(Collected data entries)
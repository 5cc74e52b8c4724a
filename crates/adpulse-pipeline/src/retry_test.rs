use std::sync::Mutex;

use adpulse_core::StageStatus;
use serde_json::Value;

use super::*;

fn policy(max_retries: u32, budget: Option<Duration>) -> RetryPolicy {
    RetryPolicy {
        max_retries,
        base_delay: Duration::from_secs(1),
        multiplier: 2.0,
        max_wall_clock: budget,
    }
}

fn transient() -> PipelineError {
    PipelineError::TransientCompute("worker pool exhausted".to_string())
}

/// Gaps between consecutive call instants.
fn gaps(calls: &Mutex<Vec<Instant>>) -> Vec<Duration> {
    let calls = calls.lock().unwrap();
    calls.windows(2).map(|w| w[1] - w[0]).collect()
}

#[test]
fn delay_schedule_is_exact_exponential() {
    let p = policy(3, None);
    assert_eq!(p.delay_for(0), Duration::from_secs(1));
    assert_eq!(p.delay_for(1), Duration::from_secs(2));
    assert_eq!(p.delay_for(2), Duration::from_secs(4));

    let flat = RetryPolicy {
        multiplier: 1.0,
        ..p
    };
    assert_eq!(flat.delay_for(5), Duration::from_secs(1));
}

#[test]
fn policy_from_default_settings() {
    let p = RetryPolicy::from_settings(&RetrySettings::default()).unwrap();
    assert_eq!(p, RetryPolicy::default());
    assert_eq!(p.max_retries, 3);
    assert_eq!(p.base_delay, Duration::from_secs(1));
    assert!((p.multiplier - 2.0).abs() < f64::EPSILON);
    assert_eq!(p.max_wall_clock, None);
}

#[test]
fn unrepresentable_settings_are_rejected_not_zeroed() {
    let settings = RetrySettings {
        base_delay_secs: 1.0e30,
        ..RetrySettings::default()
    };
    let err = RetryPolicy::from_settings(&settings).unwrap_err();
    assert_eq!(err.error_type(), "ValidationError");
    assert_eq!(err.details()["key"], "retry.base_delay_secs");

    let settings = RetrySettings {
        max_wall_clock_secs: Some(-1.0),
        ..RetrySettings::default()
    };
    assert!(RetryPolicy::from_settings(&settings).is_err());
}

#[tokio::test(start_paused = true)]
async fn back_off_past_the_clock_range_times_out_instead_of_overflowing() {
    let huge = RetryPolicy {
        max_retries: 3,
        base_delay: Duration::from_secs_f64(1.0e19),
        multiplier: 2.0,
        max_wall_clock: Some(Duration::from_secs(60)),
    };
    let outcome: StageOutcome<()> =
        run_with_retry("metrics_engine", &huge, || std::future::ready(Err(transient()))).await;

    assert_eq!(outcome.attempts(), 1);
    let error = outcome.into_result().unwrap_err();
    assert_eq!(error.error_type(), "TimeoutError");
}

#[tokio::test(start_paused = true)]
async fn retries_with_backoff_then_fails_on_fourth_failure() {
    let calls = Mutex::new(Vec::new());

    let outcome: StageOutcome<()> = run_with_retry("metrics_engine", &policy(3, None), || {
        calls.lock().unwrap().push(Instant::now());
        std::future::ready(Err(transient()))
    })
    .await;

    assert_eq!(
        gaps(&calls),
        [
            Duration::from_secs(1),
            Duration::from_secs(2),
            Duration::from_secs(4)
        ]
    );
    assert_eq!(outcome.attempts(), 4);
    match outcome {
        StageOutcome::Failed { error, elapsed, .. } => {
            assert_eq!(error.error_type(), "TransientComputeError");
            assert_eq!(error.to_string(), "worker pool exhausted");
            assert_eq!(elapsed, Duration::from_secs(7));
        }
        StageOutcome::Succeeded { .. } => panic!("expected failure"),
    }
}

#[tokio::test(start_paused = true)]
async fn non_retryable_error_fails_without_retry() {
    let calls = Mutex::new(Vec::new());

    let outcome: StageOutcome<()> = run_with_retry("metrics_engine", &policy(3, None), || {
        calls.lock().unwrap().push(Instant::now());
        std::future::ready(Err(PipelineError::validation(
            "Missing required fields in dataset",
            Value::Null,
        )))
    })
    .await;

    assert_eq!(calls.lock().unwrap().len(), 1);
    assert_eq!(outcome.attempts(), 1);
    assert_eq!(
        outcome.transitions(),
        [StageState::Pending, StageState::Running, StageState::Failed]
    );
    let envelope = outcome.into_envelope("metrics_engine");
    assert_eq!(envelope.status, StageStatus::Failure);
    assert_eq!(envelope.error.unwrap().error_type, "ValidationError");
}

#[tokio::test(start_paused = true)]
async fn success_after_retry_reports_attempts() {
    let mut remaining_failures = 2;

    let outcome = run_with_retry("hypothesis_validator", &policy(3, None), || {
        let result = if remaining_failures > 0 {
            remaining_failures -= 1;
            Err(transient())
        } else {
            Ok(42_u32)
        };
        std::future::ready(result)
    })
    .await;

    assert!(outcome.is_success());
    assert_eq!(outcome.attempts(), 3);
    assert_eq!(
        outcome.transitions(),
        [
            StageState::Pending,
            StageState::Running,
            StageState::Retrying { attempt: 1 },
            StageState::Running,
            StageState::Retrying { attempt: 2 },
            StageState::Running,
            StageState::Succeeded,
        ]
    );

    let envelope = outcome.into_envelope("hypothesis_validator");
    assert_eq!(envelope.status, StageStatus::Success);
    assert_eq!(envelope.attempts, 3);
    assert_eq!(envelope.payload, Some(42));
    assert_eq!(envelope.execution_duration_ms, 3000);
}

#[tokio::test(start_paused = true)]
async fn zero_retries_means_a_single_attempt() {
    let outcome: StageOutcome<()> =
        run_with_retry("trend_engine", &policy(0, None), || std::future::ready(Err(transient())))
            .await;
    assert_eq!(outcome.attempts(), 1);
    assert!(outcome.into_result().is_err());
}

#[tokio::test(start_paused = true)]
async fn budget_exhausted_during_backoff_is_a_timeout() {
    let calls = Mutex::new(Vec::new());
    let budget = Duration::from_millis(2500);

    let outcome: StageOutcome<()> =
        run_with_retry("segmentation_engine", &policy(3, Some(budget)), || {
            calls.lock().unwrap().push(Instant::now());
            std::future::ready(Err(transient()))
        })
        .await;

    // Second back-off (2 s, starting at t = 1 s) would overrun the 2.5 s budget.
    assert_eq!(calls.lock().unwrap().len(), 2);
    assert_eq!(outcome.attempts(), 2);
    match outcome {
        StageOutcome::Failed { error, elapsed, .. } => {
            assert_eq!(error.error_type(), "TimeoutError");
            assert_eq!(elapsed, budget);
        }
        StageOutcome::Succeeded { .. } => panic!("expected timeout"),
    }
}

#[tokio::test(start_paused = true)]
async fn budget_also_bounds_a_slow_attempt() {
    let outcome: StageOutcome<()> = run_with_retry(
        "metrics_engine",
        &policy(3, Some(Duration::from_secs(1))),
        || async {
            tokio::time::sleep(Duration::from_secs(10)).await;
            Ok(())
        },
    )
    .await;

    assert_eq!(outcome.attempts(), 1);
    let error = outcome.into_result().unwrap_err();
    assert_eq!(error.error_type(), "TimeoutError");
    assert!(error.to_string().contains("metrics_engine"));
}

#[tokio::test(start_paused = true)]
async fn last_error_is_preserved_verbatim() {
    let mut n = 0;
    let outcome: StageOutcome<()> = run_with_retry("metrics_engine", &policy(2, None), || {
        n += 1;
        std::future::ready(Err(PipelineError::Unexpected(format!("failure #{n}"))))
    })
    .await;

    let error = outcome.into_result().unwrap_err();
    assert_eq!(error.to_string(), "failure #3");
}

What to do: Count the lines in the entries that hold the word "StageState", and give nothing but the total.

Result below: 8